• _Task to complete_:
When the word "join" appears in a line of the data below, list that line.

Stored dataset items
■ ■ ■ ■

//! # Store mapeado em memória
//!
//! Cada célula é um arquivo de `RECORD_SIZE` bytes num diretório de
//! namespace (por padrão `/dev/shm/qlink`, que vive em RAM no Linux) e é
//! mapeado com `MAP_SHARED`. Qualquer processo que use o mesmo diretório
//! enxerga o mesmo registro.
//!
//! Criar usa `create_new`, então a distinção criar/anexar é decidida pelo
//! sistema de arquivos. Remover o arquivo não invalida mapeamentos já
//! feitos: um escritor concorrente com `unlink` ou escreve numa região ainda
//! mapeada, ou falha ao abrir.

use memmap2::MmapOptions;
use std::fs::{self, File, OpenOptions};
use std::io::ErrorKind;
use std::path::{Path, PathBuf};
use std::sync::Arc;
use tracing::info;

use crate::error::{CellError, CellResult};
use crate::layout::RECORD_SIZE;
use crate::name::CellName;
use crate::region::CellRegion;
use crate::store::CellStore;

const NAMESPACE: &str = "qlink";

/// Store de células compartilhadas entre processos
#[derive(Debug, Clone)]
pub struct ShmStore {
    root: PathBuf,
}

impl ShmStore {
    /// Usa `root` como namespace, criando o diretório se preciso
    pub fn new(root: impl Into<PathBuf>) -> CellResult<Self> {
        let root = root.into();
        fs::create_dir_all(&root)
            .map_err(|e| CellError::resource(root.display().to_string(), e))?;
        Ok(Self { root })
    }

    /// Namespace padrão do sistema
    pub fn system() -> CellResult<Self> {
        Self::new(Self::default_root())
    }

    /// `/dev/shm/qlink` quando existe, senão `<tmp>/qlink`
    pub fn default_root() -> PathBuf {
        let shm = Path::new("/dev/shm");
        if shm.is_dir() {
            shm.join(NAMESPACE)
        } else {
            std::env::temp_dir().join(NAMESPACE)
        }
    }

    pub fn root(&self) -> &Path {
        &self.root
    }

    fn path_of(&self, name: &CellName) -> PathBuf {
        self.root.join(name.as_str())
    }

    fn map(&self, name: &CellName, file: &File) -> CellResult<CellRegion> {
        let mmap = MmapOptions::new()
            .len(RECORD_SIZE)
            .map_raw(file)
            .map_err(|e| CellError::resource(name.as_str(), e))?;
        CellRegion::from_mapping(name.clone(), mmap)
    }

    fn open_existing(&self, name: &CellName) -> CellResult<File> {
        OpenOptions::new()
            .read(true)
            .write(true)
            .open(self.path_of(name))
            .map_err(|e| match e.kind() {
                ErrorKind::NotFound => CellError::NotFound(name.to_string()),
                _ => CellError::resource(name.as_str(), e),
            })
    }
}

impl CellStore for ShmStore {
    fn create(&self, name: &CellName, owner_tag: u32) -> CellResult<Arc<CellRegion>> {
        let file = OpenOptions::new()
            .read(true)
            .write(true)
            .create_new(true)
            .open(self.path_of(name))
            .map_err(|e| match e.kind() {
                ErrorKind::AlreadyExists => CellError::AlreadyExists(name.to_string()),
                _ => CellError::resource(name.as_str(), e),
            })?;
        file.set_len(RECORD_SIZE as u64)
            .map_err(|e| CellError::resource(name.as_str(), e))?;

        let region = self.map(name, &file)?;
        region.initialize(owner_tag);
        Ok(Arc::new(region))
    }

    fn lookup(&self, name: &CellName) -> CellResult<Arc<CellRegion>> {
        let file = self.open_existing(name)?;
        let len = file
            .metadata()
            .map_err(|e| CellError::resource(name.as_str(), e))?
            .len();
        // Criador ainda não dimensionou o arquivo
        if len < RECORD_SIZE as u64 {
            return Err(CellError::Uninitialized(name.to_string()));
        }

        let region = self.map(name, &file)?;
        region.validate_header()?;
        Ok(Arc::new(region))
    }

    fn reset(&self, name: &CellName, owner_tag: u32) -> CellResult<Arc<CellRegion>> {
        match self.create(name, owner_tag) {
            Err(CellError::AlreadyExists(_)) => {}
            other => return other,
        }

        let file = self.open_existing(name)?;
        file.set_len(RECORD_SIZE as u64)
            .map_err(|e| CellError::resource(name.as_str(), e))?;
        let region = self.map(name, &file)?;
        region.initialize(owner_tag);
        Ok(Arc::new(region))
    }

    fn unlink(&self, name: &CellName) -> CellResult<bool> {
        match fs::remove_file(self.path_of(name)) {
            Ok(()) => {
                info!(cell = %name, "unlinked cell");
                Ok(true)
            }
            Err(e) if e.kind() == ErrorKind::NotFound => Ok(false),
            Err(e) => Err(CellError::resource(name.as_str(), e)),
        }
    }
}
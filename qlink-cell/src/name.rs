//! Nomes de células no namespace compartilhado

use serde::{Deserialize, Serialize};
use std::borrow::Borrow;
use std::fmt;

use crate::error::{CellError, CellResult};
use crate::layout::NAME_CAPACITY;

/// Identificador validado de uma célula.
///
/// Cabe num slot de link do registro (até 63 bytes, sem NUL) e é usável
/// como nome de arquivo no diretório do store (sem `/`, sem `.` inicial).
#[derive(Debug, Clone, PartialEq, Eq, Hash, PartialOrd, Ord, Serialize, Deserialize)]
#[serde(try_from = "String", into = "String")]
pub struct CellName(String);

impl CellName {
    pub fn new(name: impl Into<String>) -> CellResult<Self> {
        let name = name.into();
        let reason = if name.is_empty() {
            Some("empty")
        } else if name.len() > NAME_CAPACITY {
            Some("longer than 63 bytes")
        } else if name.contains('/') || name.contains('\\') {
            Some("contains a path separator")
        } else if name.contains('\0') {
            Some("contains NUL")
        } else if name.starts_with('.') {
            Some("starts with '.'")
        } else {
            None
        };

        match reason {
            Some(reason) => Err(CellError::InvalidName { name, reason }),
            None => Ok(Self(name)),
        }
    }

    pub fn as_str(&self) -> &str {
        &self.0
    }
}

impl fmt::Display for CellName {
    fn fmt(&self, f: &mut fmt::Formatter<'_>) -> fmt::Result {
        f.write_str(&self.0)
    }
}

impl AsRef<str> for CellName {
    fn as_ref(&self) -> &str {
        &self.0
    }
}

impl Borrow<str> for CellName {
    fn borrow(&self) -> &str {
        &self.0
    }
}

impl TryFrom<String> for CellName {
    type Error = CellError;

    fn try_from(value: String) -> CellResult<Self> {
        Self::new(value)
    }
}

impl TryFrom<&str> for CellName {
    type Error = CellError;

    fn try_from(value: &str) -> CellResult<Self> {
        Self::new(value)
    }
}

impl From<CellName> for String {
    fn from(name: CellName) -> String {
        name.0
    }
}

■ ■ ■ ■

• _Output of the exercise_:
            shm.join(NAMESPACE)
            std::env::temp_dir().join(NAMESPACE)
        self.root.join(name.as_str())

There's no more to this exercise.